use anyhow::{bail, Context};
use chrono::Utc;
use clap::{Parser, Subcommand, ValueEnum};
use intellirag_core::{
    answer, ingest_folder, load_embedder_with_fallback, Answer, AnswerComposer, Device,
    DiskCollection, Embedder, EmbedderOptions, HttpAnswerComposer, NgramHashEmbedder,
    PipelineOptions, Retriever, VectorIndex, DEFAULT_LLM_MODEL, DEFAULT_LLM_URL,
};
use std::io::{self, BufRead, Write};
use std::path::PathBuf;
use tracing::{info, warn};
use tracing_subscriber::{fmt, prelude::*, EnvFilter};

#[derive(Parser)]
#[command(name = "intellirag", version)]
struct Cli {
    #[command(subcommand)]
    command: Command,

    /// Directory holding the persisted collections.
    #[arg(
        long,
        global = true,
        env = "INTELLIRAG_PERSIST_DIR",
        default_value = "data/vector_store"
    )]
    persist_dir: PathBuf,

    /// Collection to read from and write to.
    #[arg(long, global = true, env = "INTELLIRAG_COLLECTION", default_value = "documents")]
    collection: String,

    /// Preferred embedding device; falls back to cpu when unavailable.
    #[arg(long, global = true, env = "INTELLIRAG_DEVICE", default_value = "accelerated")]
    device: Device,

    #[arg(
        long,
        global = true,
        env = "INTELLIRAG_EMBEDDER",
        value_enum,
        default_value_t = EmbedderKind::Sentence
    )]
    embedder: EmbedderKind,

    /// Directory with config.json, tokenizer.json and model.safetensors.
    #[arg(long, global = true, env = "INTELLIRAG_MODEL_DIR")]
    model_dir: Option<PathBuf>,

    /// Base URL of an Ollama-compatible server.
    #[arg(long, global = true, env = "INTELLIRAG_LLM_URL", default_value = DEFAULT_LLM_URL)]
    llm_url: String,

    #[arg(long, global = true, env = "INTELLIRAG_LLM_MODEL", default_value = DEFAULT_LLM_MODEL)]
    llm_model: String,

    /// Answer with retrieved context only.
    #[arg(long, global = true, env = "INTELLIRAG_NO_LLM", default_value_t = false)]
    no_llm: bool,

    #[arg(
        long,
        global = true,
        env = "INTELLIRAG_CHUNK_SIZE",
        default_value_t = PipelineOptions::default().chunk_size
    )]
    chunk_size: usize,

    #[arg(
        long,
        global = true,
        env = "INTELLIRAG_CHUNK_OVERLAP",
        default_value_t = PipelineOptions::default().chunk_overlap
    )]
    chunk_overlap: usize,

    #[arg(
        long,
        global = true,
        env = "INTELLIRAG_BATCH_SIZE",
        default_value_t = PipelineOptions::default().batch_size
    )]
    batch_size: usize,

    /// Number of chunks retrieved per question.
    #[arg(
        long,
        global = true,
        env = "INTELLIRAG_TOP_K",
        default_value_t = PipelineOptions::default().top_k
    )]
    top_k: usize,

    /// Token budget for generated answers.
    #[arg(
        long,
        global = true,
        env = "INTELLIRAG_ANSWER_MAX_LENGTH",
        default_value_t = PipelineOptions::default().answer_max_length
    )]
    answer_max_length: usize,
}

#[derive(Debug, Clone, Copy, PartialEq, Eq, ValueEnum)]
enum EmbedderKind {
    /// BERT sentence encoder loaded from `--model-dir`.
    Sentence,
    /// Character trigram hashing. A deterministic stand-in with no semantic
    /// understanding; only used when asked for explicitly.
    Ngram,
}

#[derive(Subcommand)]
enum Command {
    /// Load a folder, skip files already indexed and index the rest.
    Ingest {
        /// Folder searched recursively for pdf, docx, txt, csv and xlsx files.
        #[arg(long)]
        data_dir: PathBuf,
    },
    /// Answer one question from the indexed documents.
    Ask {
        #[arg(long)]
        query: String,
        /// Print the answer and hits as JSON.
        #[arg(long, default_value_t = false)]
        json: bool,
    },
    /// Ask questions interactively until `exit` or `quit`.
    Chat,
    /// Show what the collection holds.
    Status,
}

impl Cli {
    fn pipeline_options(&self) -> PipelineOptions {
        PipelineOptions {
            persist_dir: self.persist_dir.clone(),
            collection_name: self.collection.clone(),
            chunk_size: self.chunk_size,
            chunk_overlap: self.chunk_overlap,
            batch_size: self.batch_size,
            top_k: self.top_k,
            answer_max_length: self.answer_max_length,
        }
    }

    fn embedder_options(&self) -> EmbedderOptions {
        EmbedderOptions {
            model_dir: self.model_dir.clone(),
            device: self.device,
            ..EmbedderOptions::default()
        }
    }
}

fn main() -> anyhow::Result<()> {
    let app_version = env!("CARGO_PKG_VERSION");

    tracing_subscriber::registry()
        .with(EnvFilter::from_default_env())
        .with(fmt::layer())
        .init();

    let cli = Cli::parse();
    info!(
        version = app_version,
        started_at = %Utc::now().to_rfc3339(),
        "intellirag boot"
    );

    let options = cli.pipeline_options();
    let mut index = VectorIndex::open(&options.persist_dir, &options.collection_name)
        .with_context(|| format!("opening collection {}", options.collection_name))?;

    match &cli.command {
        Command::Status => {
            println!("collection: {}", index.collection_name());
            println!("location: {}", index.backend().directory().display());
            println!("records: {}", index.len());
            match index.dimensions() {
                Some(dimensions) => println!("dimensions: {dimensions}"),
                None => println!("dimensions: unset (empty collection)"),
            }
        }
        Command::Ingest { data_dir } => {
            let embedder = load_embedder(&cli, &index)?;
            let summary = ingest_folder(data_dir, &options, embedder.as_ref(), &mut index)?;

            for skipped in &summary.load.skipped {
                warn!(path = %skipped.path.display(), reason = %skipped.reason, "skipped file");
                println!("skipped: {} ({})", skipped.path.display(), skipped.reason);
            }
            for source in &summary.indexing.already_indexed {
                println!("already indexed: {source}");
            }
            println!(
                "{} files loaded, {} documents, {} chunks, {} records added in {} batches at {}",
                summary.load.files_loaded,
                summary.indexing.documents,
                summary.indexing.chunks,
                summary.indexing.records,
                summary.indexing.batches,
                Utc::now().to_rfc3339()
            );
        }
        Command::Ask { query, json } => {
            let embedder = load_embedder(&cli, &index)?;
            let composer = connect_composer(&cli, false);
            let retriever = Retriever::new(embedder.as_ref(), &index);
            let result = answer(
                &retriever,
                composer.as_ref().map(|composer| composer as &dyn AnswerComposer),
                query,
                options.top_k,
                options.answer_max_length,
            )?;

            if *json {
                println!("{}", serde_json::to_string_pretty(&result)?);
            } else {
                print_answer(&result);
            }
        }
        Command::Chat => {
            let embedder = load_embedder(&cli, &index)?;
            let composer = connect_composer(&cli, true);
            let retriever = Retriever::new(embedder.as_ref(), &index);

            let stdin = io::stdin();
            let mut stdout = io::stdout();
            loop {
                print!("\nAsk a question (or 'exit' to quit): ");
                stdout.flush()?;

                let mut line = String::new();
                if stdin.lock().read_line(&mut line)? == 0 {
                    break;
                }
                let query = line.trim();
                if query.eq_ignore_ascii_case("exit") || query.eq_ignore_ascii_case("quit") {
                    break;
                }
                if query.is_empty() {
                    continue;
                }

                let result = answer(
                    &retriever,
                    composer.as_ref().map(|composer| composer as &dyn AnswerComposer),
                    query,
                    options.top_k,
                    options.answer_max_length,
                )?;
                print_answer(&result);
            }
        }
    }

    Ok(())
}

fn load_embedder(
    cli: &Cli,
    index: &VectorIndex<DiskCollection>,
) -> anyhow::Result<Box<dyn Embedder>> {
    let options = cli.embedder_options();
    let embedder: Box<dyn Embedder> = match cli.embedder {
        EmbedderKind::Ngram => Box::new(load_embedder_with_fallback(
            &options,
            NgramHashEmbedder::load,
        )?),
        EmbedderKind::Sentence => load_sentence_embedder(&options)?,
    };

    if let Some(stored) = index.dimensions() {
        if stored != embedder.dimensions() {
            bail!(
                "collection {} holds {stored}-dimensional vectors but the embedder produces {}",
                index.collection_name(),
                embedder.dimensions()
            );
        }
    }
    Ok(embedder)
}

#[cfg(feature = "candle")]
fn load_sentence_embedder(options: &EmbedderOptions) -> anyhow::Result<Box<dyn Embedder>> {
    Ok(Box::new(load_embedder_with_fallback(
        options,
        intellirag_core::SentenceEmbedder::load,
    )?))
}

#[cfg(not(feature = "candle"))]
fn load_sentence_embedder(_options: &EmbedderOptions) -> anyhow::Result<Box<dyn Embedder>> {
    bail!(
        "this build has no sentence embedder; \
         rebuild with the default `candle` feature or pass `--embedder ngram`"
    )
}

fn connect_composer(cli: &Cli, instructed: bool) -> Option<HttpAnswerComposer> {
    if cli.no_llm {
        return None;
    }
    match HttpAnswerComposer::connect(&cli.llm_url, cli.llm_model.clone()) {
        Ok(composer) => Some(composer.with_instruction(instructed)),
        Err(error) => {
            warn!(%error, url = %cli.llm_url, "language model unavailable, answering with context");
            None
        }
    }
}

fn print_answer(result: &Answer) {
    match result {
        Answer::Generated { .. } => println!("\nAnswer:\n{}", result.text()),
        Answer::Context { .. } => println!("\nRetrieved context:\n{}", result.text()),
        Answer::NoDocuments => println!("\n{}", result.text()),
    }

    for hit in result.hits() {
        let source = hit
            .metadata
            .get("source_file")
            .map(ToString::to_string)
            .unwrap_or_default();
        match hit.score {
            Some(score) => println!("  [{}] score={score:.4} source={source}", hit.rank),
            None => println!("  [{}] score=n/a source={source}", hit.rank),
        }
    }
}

Directions for this task. Copy out each line of the material that holds the word "candle".

Response to the task.
#[cfg(feature = "candle")]
#[cfg(not(feature = "candle"))]
         rebuild with the default `candle` feature or pass `--embedder ngram`"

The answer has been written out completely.